The tower of the Church of San Francisco, adjoining the convent, rises from a square base to an octagonal section and finally flows into a rounded section at the top, representing strength, intelligence and sensuality, respectively. It served as the city’s cathedral for 200 years.

The museum, established in 1936, displays exhibits covering the prehistoric, colonial, independence, imperial, revolution and post-revolution periods of Mexican history.

Historic Treasures
Among its many items, the Queretaro Regional Museum contains many unique objects such as the jawbone of an animal that lived in the Sierra Gorda region millions of years ago and pre-Hispanic vases which, despite their primitive nature, bear drawings that dazzle the eyesight like the midday sun. The collection is greatly enhanced by features such as the museum’s Otomi Room and the curious portrait of Nicolas Montanez, an Otomi captain who, like Fernando de Tapia, fought alongside the Spaniards on Sangremal Hill.

Then there are the bloody portraits of Juan Diaz and Jose Moreno, two of the first missionaries to reach Sonora, subsequently executed by indigenous warriors on the banks of the Colorado River on July 17, 1781, as well as the fantastic portrait of Jose Escandon, Count of Sierra Gorda and killed while wearing the brilliant white cape of the Knights of Santiago. The painting, The Education of the Virgin by Luis Juarez, done in 1615, is an allegory of the alliance between Spain and England against Napoleon, painted at the beginning of the 19th Century by Jose Castro. There’s also the Archangels of the Passion, an anonymous 17th-century painting.
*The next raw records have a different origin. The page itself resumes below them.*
//! On-disk run state.
//!
//! Three append-only text files and one directory of JSON records make a run
//! resumable:
//!
//! * the progress ledger, one `lat,lng,kind,state,timestamp` line per state change;
//! * the identifier file, one entity id per line;
//! * the audit logs for refinements and near-limit searches;
//! * `detailed_place_data/<id>.json`, written once per entity.
//!
//! Nothing is ever rewritten in place. [`RunState::load`] replays the ledger and the
//! identifier file in full, last state wins.

use std::{
    fmt,
    fs::{self, File, OpenOptions},
    io::{BufRead, BufReader, Write},
    path::{Path, PathBuf},
    str::FromStr,
};

use ahash::AHashMap;
use chrono::{SecondsFormat, Utc};
use gridsweep_places::LatLng;
use tracing::{debug, warn};

use crate::grid::{PointKey, PointKind, SearchPoint};

mod state;
mod store;

pub use error::{LedgerError, Result};
pub use state::RunState;
pub use store::EntityStore;

mod error {
    use std::path::PathBuf;

    use thiserror::Error;

    #[derive(Error, Debug)]
    pub enum LedgerError {
        #[error("IO error on {path}: {source}")]
        Io {
            path: PathBuf,
            #[source]
            source: std::io::Error,
        },
        #[error("Malformed ledger line {line_no}: '{line}' ({reason})")]
        Malformed {
            line_no: usize,
            line: String,
            reason: String,
        },
        #[error("Serialization error: {0}")]
        Serde(#[from] serde_json::Error),
    }

    impl LedgerError {
        pub(crate) fn io(path: impl Into<PathBuf>) -> impl FnOnce(std::io::Error) -> Self {
            let path = path.into();
            move |source| Self::Io { path, source }
        }
    }

    pub type Result<T> = std::result::Result<T, LedgerError>;
}

/// Processing state of a search point. Absence from the ledger means `Pending`.
#[derive(Debug, Clone, Copy, PartialEq, Eq, Hash, Default)]
pub enum PointState {
    #[default]
    Pending,
    Refining,
    Complete,
}

impl PointState {
    pub fn as_str(self) -> &'static str {
        match self {
            Self::Pending => "pending",
            Self::Refining => "refining",
            Self::Complete => "complete",
        }
    }
}

impl fmt::Display for PointState {
    fn fmt(&self, f: &mut fmt::Formatter<'_>) -> fmt::Result {
        f.write_str(self.as_str())
    }
}

impl FromStr for PointState {
    type Err = String;

    fn from_str(s: &str) -> std::result::Result<Self, Self::Err> {
        match s {
            "pending" => Ok(Self::Pending),
            "refining" => Ok(Self::Refining),
            "complete" => Ok(Self::Complete),
            other => Err(format!("unknown point state '{other}'")),
        }
    }
}

/// One ledger line.
#[derive(Debug, Clone, PartialEq)]
pub struct LedgerEntry {
    pub key: PointKey,
    pub state: PointState,
    pub timestamp: String,
}

impl LedgerEntry {
    pub fn now(key: PointKey, state: PointState) -> Self {
        Self {
            key,
            state,
            timestamp: Utc::now().to_rfc3339_opts(SecondsFormat::Secs, true),
        }
    }

    pub fn parse(line_no: usize, line: &str) -> Result<Self> {
        let malformed = |reason: String| LedgerError::Malformed {
            line_no,
            line: line.to_string(),
            reason,
        };

        let fields: Vec<&str> = line.trim().splitn(5, ',').map(str::trim).collect();
        let [lat, lng, kind, state, rest @ ..] = fields.as_slice() else {
            return Err(malformed(format!("expected at least 4 fields, found {}", fields.len())));
        };
        let lat: f64 = lat.parse().map_err(|e| malformed(format!("latitude: {e}")))?;
        let lng: f64 = lng.parse().map_err(|e| malformed(format!("longitude: {e}")))?;
        let kind: PointKind = kind.parse().map_err(malformed)?;
        let state: PointState = state.parse().map_err(malformed)?;

        Ok(Self {
            key: PointKey::new(lat, lng, kind),
            state,
            timestamp: rest.first().map(|t| t.to_string()).unwrap_or_default(),
        })
    }
}

impl fmt::Display for LedgerEntry {
    fn fmt(&self, f: &mut fmt::Formatter<'_>) -> fmt::Result {
        write!(f, "{},{},{}", self.key, self.state, self.timestamp)
    }
}

/// Result of replaying a ledger file.
#[derive(Debug, Default)]
pub struct LedgerReplay {
    pub states: AHashMap<PointKey, PointState>,
    pub lines: usize,
    pub skipped: usize,
}

/// Append-only writer for point state changes. Every line is flushed as written.
#[derive(Debug)]
pub struct ProgressLedger {
    path: PathBuf,
    file: File,
}

impl ProgressLedger {
    pub fn open(path: impl AsRef<Path>) -> Result<Self> {
        let path = path.as_ref().to_path_buf();
        Ok(Self {
            file: open_append(&path)?,
            path,
        })
    }

    pub fn path(&self) -> &Path {
        &self.path
    }

    pub fn record(&mut self, point: &SearchPoint, state: PointState) -> Result<()> {
        let entry = LedgerEntry::now(point.key(), state);
        debug!(point = %point, state = %state, "Ledger update");
        writeln!(self.file, "{entry}")
            .and_then(|()| self.file.flush())
            .map_err(LedgerError::io(&self.path))
    }

    /// Replay `path` in full, last state per point wins. A missing file is an empty
    /// ledger; unparseable lines (e.g. one cut short by a crash) are skipped.
    pub fn replay(path: impl AsRef<Path>) -> Result<LedgerReplay> {
        let path = path.as_ref();
        let mut replay = LedgerReplay::default();
        let Some(reader) = open_existing(path)? else {
            return Ok(replay);
        };

        for (idx, line) in reader.lines().enumerate() {
            let line = line.map_err(LedgerError::io(path))?;
            if line.trim().is_empty() {
                continue;
            }
            replay.lines += 1;
            match LedgerEntry::parse(idx + 1, &line) {
                Ok(entry) => {
                    replay.states.insert(entry.key, entry.state);
                }
                Err(e) => {
                    warn!(error = %e, "Skipping ledger line");
                    replay.skipped += 1;
                }
            }
        }
        Ok(replay)
    }
}

/// Append-only `lat,lng,result_count,radius` log. The file is created on first use.
#[derive(Debug, Clone)]
pub struct AuditLog {
    path: PathBuf,
}

impl AuditLog {
    pub fn new(path: impl Into<PathBuf>) -> Self {
        Self { path: path.into() }
    }

    pub fn path(&self) -> &Path {
        &self.path
    }

    pub fn record(&self, location: LatLng, result_count: usize, radius_m: f64) -> Result<()> {
        let mut file = open_append(&self.path)?;
        writeln!(
            file,
            "{},{},{},{}",
            location.lat, location.lng, result_count, radius_m
        )
        .and_then(|()| file.flush())
        .map_err(LedgerError::io(&self.path))
    }

    /// All recorded lines, oldest first.
    pub fn read_lines(&self) -> Result<Vec<String>> {
        let Some(reader) = open_existing(&self.path)? else {
            return Ok(Vec::new());
        };
        reader
            .lines()
            .filter(|l| l.as_ref().map_or(true, |l| !l.trim().is_empty()))
            .collect::<std::io::Result<_>>()
            .map_err(LedgerError::io(&self.path))
    }
}

pub(crate) fn open_append(path: &Path) -> Result<File> {
    if let Some(parent) = path.parent().filter(|p| !p.as_os_str().is_empty()) {
        fs::create_dir_all(parent).map_err(LedgerError::io(parent))?;
    }
    OpenOptions::new()
        .create(true)
        .append(true)
        .open(path)
        .map_err(LedgerError::io(path))
}

pub(crate) fn open_existing(path: &Path) -> Result<Option<BufReader<File>>> {
    match File::open(path) {
        Ok(file) => Ok(Some(BufReader::new(file))),
        Err(e) if e.kind() == std::io::ErrorKind::NotFound => Ok(None),
        Err(e) => Err(LedgerError::io(path)(e)),
    }
}

#[cfg(test)]
mod tests {
    use tempfile::TempDir;

    use super::*;

    #[test]
    fn test_entry_line_format() {
        let entry = LedgerEntry {
            key: SearchPoint::coarse(52.51, 13.35).key(),
            state: PointState::Refining,
            timestamp: "2024-05-01T10:00:00Z".into(),
        };
        let line = entry.to_string();
        assert_eq!(line, "52.51,13.35,standard,refining,2024-05-01T10:00:00Z");
        assert_eq!(LedgerEntry::parse(1, &line).unwrap(), entry);
    }

    #[test]
    fn test_parse_rejects_bad_lines() {
        for line in [
            "52.51,13.35,standard",
            "abc,13.35,standard,complete,t",
            "52.51,13.35,huge,complete,t",
            "52.51,13.35,mini,done,t",
        ] {
            assert!(
                matches!(
                    LedgerEntry::parse(7, line),
                    Err(LedgerError::Malformed { line_no: 7, .. })
                ),
                "{line}"
            );
        }
        // A missing timestamp is tolerated.
        let entry = LedgerEntry::parse(1, "1.0,2.0,mini,complete").unwrap();
        assert_eq!(entry.state, PointState::Complete);
        assert!(entry.timestamp.is_empty());
    }

    #[test]
    fn test_replay_last_state_wins() {
        let dir = TempDir::new().unwrap();
        let path = dir.path().join("nested").join("progress.txt");

        let a = SearchPoint::coarse(52.51, 13.35);
        let b = SearchPoint::fine(52.512, 13.351);
        {
            let mut ledger = ProgressLedger::open(&path).unwrap();
            ledger.record(&a, PointState::Refining).unwrap();
            ledger.record(&b, PointState::Complete).unwrap();
            ledger.record(&a, PointState::Complete).unwrap();
        }
        // Simulate a torn final write.
        fs::OpenOptions::new()
            .append(true)
            .open(&path)
            .unwrap()
            .write_all(b"52.52,13.3")
            .unwrap();

        let replay = ProgressLedger::replay(&path).unwrap();
        assert_eq!(replay.lines, 4);
        assert_eq!(replay.skipped, 1);
        assert_eq!(replay.states[&a.key()], PointState::Complete);
        assert_eq!(replay.states[&b.key()], PointState::Complete);
    }

    #[test]
    fn test_replay_missing_file_is_empty() {
        let dir = TempDir::new().unwrap();
        let replay = ProgressLedger::replay(dir.path().join("absent.txt")).unwrap();
        assert!(replay.states.is_empty());
        assert_eq!(replay.lines, 0);
    }

    #[test]
    fn test_ledger_appends_across_reopen() {
        let dir = TempDir::new().unwrap();
        let path = dir.path().join("progress.txt");
        let point = SearchPoint::coarse(1.0, 2.0);

        ProgressLedger::open(&path)
            .unwrap()
            .record(&point, PointState::Refining)
            .unwrap();
        ProgressLedger::open(&path)
            .unwrap()
            .record(&point, PointState::Complete)
            .unwrap();

        let content = fs::read_to_string(&path).unwrap();
        assert_eq!(content.lines().count(), 2);
        assert!(content.lines().next().unwrap().starts_with("1,2,standard,refining,"));
    }

    #[test]
    fn test_audit_log_is_lazy_and_append_only() {
        let dir = TempDir::new().unwrap();
        let log = AuditLog::new(dir.path().join("refinements.txt"));
        assert!(log.read_lines().unwrap().is_empty());
        assert!(!log.path().exists());

        log.record(LatLng::new(52.51, 13.35), 50, 750.0).unwrap();
        log.record(LatLng::new(52.52, 13.36), 60, 750.0).unwrap();
        assert_eq!(
            log.read_lines().unwrap(),
            vec!["52.51,13.35,50,750", "52.52,13.36,60,750"]
        );
    }
}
Two small city maps, one drawn on canvas and the other on parchment, are also worth noting.

In addition, the museum incorporates the Pio Mariano Museum, considered by many to be one of the finest museums in the country outside Mexico City. It houses many colonial relics, including paintings by Miguel Cabrera and an outstanding library of more than 8,000 books, mostly parchment manuscripts from the 17th and 18th centuries. Some huge hand-lettered choir books, intended to be legible to the singers in a gallery above the choirmaster, are especially noteworthy.

Not All Exhibits Are Noteworthy
But not all the exhibits in the Regional Museum are worth seeing, so visitors should be selective. The collection of religious paintings, for example, isn't as interesting as that at Tepotzotlan. The most interesting historical items include the keyhole and door latch of a house where Josefa Otiz de Dominguez, also known as La Corregidora, was under house arrest. Through it she whispered instructions to a neighbor to get a horse and warn the Allende brothers and Father Hidalgo that their plot had been discovered. As a result of this information the date of the revolution was pushed ahead by three months.

In the same exhibit is the table on which the Treaty of Guadalupe Hidalgo was signed in Queretaro in 1848 by interim Mexican President Manuel de la Pena y Pena. Although Mexico's foreign relations minister and the U.S. representative signed the treaty elsewhere, the exchange of government ratifications took place in Queretaro. A plaque near the table notes that Mexico turned over to the U.S. the territory of Texas, the territory between the Nueces and Bravo (Rio Grande) Rivers belonging to the state of Tamaulipas, the territory of New Mexico, and the territory of Alta (Upper) California. The plaque states, "Mexico ceded no territory from the states of Sonora and Chihuahua and maintained land communications with Baja California though Sonora," adding that "Mexico lost 851,598 quare miles of territory for which the United States paid Mexico $15 million in compensation."

In an adjoining room stands the desk at which sat the council of war that heard the case of Emperor Maxmillian and signed his death sentence in the Teatro de la Republica in 1867.

Also on display is the flatbed press, manufactured by Walter Scott and Co. of Plainfield, New Jersey, that printed the first copies of the 1917 Political Constitution of the United Mexican States, still in effect today. The museum is free but is closed on Mondays.